» Assignment: Each line from the one holding "let initial_len = store.len();" to the last line below must be written out exactly, with no other output.

Records from a data collection:
* * * * * * *

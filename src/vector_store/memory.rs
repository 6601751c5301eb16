//! In-memory vector store implementation.
//!
//! Useful for testing and small corpora.

use super::{rank_records, ChunkRecord, SearchResult, SourceSummary, VectorStore};
use crate::error::{KneeRagError, Result};
use async_trait::async_trait;
use std::collections::HashMap;
use std::sync::RwLock;

/// In-memory vector store. Keeps insertion order for stable tie-breaking.
pub struct MemoryVectorStore {
    records: RwLock<Vec<ChunkRecord>>,
}

impl MemoryVectorStore {
    /// Create a new in-memory vector store.
    pub fn new() -> Self {
        Self {
            records: RwLock::new(Vec::new()),
        }
    }
}

impl Default for MemoryVectorStore {
    fn default() -> Self {
        Self::new()
    }
}

fn poisoned<E: std::fmt::Display>(e: E) -> KneeRagError {
    KneeRagError::RetrievalFailure(format!("Failed to acquire lock: {}", e))
}

#[async_trait]
impl VectorStore for MemoryVectorStore {
    async fn upsert(&self, records: &[ChunkRecord]) -> Result<usize> {
        let mut store = self.records.write().map_err(poisoned)?;
        for record in records {
            match store.iter_mut().find(|r| r.id == record.id) {
                Some(existing) => *existing = record.clone(),
                None => store.push(record.clone()),
            }
        }
        Ok(records.len())
    }

    async fn query(&self, embedding: &[f32], k: usize) -> Result<Vec<SearchResult>> {
        let store = self.records.read().map_err(poisoned)?;
        rank_records(store.iter().cloned(), embedding, k)
    }

    async fn replace_source(&self, source: &str, records: &[ChunkRecord]) -> Result<usize> {
        let mut store = self.records.write().map_err(poisoned)?;
        store.retain(|r| r.metadata.source != source);
        store.extend(records.iter().cloned());
        Ok(records.len())
    }

    async fn delete_by_source(&self, source: &str) -> Result<usize> {
        let mut store = self.records.write().map_err(poisoned)?;
        let initial_len = store.len();
        store.retain(|r| r.metadata.source != source);
        Ok(initial_len - store.len())
    }

    async fn list_sources(&self) -> Result<Vec<SourceSummary>> {
        let store = self.records.read().map_err(poisoned)?;

        let mut source_map: HashMap<String, SourceSummary> = HashMap::new();
        for record in store.iter() {
            let entry = source_map
                .entry(record.metadata.source.clone())
                .or_insert_with(|| SourceSummary {
                    source: record.metadata.source.clone(),
                    chunk_count: 0,
                    indexed_at: record.indexed_at,
                });

            entry.chunk_count += 1;
            if record.indexed_at > entry.indexed_at {
                entry.indexed_at = record.indexed_at;
            }
        }

        let mut sources: Vec<SourceSummary> = source_map.into_values().collect();
        sources.sort_by(|a, b| b.indexed_at.cmp(&a.indexed_at).then_with(|| a.source.cmp(&b.source)));
        Ok(sources)
    }

    async fn count(&self) -> Result<usize> {
        let store = self.records.read().map_err(poisoned)?;
        Ok(store.len())
    }
}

* * * * * * *

» Task result:
        let initial_len = store.len();
        store.retain(|r| r.metadata.source != source);
        Ok(initial_len - store.len())
    }

    async fn list_sources(&self) -> Result<Vec<SourceSummary>> {
        let store = self.records.read().map_err(poisoned)?;

        let mut source_map: HashMap<String, SourceSummary> = HashMap::new();
        for record in store.iter() {
            let entry = source_map
                .entry(record.metadata.source.clone())
                .or_insert_with(|| SourceSummary {
                    source: record.metadata.source.clone(),
                    chunk_count: 0,
                    indexed_at: record.indexed_at,
                });

            entry.chunk_count += 1;
            if record.indexed_at > entry.indexed_at {
                entry.indexed_at = record.indexed_at;
            }
        }

        let mut sources: Vec<SourceSummary> = source_map.into_values().collect();
        sources.sort_by(|a, b| b.indexed_at.cmp(&a.indexed_at).then_with(|| a.source.cmp(&b.source)));
        Ok(sources)
    }

    async fn count(&self) -> Result<usize> {
        let store = self.records.read().map_err(poisoned)?;
        Ok(store.len())
    }
}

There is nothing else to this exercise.